[Work to be completed] In which lines of the data does the string "Tool" appear? Copy every one.
.....
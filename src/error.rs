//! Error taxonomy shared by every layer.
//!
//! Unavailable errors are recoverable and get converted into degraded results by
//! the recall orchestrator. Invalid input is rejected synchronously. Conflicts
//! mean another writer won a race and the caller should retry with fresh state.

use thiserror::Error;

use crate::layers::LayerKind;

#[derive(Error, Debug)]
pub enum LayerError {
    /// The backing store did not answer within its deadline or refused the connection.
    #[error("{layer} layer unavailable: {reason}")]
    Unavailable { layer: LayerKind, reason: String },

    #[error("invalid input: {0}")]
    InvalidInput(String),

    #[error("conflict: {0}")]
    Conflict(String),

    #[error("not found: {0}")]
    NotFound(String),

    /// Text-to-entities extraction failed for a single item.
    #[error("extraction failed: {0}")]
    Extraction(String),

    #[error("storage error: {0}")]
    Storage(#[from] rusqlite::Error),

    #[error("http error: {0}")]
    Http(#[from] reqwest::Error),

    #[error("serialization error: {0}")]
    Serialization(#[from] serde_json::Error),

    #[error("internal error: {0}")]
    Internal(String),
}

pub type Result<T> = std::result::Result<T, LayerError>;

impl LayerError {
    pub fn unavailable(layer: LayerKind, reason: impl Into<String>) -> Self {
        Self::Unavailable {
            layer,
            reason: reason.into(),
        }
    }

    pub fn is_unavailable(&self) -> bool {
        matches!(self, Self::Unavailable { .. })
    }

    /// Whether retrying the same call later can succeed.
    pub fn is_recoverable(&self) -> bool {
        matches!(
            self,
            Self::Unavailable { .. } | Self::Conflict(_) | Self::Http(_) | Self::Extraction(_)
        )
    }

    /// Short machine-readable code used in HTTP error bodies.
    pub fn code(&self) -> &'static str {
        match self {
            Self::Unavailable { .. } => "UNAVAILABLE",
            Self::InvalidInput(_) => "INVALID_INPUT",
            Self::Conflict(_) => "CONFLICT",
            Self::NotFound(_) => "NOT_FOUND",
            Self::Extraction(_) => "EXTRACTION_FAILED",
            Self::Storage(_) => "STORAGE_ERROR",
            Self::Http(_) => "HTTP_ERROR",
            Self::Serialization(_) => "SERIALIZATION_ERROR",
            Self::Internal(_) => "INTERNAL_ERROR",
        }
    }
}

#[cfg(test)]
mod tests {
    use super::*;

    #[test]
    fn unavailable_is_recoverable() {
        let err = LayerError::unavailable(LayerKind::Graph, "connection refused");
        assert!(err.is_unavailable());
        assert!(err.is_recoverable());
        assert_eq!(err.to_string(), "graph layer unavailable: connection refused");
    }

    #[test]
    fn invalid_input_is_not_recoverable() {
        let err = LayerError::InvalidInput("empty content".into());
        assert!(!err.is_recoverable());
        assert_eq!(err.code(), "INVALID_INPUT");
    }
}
.....
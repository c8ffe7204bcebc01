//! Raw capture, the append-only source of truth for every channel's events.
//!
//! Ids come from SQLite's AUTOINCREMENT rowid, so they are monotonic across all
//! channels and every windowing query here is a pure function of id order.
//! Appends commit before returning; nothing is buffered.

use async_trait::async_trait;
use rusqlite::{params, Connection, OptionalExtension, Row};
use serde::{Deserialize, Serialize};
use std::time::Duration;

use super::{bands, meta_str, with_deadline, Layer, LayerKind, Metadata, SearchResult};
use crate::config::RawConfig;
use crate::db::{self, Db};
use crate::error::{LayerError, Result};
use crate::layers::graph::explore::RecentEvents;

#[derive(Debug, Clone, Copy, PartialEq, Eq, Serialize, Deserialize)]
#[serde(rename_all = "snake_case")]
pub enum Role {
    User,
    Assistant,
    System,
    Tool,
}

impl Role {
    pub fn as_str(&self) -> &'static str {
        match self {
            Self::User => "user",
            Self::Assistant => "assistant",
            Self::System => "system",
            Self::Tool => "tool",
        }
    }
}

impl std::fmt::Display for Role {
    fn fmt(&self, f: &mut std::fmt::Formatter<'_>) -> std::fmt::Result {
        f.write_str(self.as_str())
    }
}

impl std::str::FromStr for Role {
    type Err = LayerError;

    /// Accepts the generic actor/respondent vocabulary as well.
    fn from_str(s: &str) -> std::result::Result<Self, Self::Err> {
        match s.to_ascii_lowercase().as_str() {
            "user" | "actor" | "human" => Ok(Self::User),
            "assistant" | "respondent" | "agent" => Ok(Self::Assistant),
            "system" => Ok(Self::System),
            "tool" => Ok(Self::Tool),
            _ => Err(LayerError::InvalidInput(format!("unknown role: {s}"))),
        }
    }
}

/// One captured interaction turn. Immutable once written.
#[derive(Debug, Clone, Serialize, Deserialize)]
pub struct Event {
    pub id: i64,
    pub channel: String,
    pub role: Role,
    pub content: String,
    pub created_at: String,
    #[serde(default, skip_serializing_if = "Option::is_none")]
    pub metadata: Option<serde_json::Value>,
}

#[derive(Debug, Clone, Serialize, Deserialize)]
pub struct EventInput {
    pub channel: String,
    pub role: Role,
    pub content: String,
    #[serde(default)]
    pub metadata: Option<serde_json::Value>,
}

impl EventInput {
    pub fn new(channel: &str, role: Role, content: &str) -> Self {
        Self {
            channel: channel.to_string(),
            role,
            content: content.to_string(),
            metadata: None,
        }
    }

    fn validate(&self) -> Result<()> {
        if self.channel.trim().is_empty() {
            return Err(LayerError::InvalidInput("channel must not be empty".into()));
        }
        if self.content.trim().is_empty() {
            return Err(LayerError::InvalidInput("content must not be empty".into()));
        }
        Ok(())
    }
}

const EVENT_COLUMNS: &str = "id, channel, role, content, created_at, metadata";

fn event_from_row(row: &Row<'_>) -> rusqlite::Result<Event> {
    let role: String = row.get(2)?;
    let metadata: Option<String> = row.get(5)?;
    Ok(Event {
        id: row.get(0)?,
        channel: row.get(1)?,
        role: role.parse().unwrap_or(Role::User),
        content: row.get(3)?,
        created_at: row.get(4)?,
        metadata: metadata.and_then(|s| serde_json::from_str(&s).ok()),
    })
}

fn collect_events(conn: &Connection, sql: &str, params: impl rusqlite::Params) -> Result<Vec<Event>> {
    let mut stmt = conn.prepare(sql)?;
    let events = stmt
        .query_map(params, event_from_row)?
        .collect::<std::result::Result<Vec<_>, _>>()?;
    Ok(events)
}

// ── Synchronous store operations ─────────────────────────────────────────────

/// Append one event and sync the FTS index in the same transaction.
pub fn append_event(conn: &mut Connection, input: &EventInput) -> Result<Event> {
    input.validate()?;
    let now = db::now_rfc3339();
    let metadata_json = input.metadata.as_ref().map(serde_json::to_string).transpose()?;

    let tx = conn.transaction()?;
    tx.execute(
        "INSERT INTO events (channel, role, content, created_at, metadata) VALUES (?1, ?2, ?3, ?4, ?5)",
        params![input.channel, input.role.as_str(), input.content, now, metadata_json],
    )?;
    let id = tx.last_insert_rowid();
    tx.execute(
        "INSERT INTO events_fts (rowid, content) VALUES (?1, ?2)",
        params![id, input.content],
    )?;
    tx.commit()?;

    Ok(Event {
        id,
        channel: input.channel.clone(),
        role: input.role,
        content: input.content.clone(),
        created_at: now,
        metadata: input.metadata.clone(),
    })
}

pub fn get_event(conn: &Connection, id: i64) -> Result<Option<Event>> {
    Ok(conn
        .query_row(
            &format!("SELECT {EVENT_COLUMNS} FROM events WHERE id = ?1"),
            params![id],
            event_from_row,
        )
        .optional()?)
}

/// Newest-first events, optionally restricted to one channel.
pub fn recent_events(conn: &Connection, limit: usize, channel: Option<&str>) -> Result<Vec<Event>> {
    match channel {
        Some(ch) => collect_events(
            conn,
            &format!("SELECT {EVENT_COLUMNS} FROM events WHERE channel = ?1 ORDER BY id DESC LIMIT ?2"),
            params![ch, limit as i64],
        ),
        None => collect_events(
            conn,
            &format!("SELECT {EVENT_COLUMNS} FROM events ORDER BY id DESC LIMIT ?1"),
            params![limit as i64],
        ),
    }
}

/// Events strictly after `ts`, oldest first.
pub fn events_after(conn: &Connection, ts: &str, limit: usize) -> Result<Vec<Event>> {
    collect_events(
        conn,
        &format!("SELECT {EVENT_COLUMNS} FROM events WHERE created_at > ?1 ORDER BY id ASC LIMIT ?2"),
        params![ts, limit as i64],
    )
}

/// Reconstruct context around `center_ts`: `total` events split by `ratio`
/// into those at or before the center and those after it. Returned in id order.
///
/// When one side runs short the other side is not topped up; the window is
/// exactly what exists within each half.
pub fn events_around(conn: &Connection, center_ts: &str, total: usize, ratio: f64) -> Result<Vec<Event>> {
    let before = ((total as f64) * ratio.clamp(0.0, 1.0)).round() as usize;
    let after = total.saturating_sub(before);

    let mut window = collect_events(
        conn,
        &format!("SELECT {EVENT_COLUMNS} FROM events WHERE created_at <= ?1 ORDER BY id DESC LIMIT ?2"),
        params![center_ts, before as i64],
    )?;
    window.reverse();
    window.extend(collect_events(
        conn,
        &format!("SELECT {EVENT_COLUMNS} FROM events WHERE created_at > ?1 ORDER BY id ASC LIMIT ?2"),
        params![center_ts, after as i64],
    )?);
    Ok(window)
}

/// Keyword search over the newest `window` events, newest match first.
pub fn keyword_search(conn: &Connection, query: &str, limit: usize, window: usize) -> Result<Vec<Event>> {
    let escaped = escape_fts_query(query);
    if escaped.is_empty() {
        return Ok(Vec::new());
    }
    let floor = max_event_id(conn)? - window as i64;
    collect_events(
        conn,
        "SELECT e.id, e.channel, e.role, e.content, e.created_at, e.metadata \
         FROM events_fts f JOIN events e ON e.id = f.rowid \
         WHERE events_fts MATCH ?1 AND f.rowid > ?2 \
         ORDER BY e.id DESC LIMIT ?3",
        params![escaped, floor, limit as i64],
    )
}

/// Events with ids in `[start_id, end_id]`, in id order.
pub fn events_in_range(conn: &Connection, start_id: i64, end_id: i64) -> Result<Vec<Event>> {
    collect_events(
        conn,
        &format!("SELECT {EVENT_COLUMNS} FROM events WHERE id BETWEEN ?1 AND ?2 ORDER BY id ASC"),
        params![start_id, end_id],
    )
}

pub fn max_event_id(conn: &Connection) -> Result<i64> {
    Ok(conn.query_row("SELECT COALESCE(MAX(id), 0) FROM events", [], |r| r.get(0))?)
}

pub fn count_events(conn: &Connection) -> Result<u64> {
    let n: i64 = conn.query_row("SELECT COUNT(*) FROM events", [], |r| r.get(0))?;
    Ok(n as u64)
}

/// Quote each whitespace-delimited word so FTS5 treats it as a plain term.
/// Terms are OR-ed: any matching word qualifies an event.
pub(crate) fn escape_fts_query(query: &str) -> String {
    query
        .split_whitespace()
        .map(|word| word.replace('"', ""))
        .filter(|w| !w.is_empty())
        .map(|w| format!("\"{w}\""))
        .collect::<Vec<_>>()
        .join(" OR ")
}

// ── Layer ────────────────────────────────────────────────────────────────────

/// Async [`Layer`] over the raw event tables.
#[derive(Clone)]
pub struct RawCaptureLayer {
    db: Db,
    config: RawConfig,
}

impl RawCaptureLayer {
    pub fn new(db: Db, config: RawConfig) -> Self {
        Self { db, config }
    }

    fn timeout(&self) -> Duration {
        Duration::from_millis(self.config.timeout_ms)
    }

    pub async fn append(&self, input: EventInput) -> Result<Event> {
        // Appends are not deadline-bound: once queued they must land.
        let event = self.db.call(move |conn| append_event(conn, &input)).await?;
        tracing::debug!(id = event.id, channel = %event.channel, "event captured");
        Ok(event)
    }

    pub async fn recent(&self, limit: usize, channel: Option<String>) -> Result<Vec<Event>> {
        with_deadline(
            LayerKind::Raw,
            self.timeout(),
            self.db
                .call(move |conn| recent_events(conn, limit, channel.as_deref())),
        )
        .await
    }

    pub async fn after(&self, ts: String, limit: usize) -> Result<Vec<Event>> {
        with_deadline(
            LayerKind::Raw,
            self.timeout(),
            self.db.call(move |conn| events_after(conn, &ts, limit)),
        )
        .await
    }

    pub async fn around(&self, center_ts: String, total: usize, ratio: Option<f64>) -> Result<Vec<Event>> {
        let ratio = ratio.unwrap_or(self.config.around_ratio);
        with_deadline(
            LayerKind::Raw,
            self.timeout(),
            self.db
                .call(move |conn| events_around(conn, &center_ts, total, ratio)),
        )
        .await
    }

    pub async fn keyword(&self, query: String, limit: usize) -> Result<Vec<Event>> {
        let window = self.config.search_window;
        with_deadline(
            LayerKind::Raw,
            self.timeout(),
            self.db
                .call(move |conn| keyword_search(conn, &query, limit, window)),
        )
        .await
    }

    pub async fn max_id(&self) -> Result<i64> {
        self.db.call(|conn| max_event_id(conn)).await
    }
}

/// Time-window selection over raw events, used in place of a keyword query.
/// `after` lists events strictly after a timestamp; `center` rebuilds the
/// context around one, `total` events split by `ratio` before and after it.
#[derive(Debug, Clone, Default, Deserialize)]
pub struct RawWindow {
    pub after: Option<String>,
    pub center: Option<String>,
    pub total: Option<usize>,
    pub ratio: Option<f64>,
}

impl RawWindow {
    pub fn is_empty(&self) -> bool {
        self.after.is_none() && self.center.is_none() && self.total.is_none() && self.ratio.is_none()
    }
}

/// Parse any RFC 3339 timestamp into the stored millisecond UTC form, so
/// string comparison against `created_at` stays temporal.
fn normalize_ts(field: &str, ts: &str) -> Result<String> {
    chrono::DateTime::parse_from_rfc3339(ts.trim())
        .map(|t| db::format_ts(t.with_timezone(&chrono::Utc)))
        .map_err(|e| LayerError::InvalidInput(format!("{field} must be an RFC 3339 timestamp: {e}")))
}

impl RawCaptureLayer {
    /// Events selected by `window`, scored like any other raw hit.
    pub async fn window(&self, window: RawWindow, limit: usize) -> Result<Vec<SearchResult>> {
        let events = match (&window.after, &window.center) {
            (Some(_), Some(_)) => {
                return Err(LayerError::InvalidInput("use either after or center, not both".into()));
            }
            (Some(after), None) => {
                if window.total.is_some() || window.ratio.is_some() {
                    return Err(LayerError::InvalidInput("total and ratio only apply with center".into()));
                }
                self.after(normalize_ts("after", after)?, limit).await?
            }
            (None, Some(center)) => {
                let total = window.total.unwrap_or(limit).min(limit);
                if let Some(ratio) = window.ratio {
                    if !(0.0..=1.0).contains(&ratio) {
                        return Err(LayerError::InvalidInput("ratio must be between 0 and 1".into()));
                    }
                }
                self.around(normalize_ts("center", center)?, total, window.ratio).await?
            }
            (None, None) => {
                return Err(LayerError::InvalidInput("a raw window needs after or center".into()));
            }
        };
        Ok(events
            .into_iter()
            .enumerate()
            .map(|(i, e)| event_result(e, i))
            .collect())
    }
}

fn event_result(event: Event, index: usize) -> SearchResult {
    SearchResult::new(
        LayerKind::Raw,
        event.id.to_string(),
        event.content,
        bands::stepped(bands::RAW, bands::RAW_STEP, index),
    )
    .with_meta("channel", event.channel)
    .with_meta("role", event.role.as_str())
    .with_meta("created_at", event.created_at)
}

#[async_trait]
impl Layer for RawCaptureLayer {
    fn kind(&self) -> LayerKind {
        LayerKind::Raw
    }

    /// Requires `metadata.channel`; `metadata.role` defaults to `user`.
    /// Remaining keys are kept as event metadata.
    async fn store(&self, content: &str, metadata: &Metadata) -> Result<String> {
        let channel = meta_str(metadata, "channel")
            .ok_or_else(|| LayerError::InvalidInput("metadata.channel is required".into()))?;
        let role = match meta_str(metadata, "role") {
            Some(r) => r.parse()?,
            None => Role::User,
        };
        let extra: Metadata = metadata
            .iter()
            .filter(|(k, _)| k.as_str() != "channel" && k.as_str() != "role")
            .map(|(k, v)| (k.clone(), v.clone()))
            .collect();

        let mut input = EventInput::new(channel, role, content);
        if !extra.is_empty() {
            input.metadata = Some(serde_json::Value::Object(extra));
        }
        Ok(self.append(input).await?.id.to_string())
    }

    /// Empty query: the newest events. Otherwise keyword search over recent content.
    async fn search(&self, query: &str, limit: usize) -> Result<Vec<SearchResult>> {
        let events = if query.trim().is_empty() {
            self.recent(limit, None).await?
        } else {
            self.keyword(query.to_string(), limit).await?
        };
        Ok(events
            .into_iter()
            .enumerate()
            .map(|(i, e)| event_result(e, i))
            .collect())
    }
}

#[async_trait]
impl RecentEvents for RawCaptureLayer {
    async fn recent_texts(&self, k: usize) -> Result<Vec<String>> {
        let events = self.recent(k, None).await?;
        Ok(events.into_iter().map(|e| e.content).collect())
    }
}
.....
[Written answer]
    Tool,
            Self::Tool => "tool",
            "tool" => Ok(Self::Tool),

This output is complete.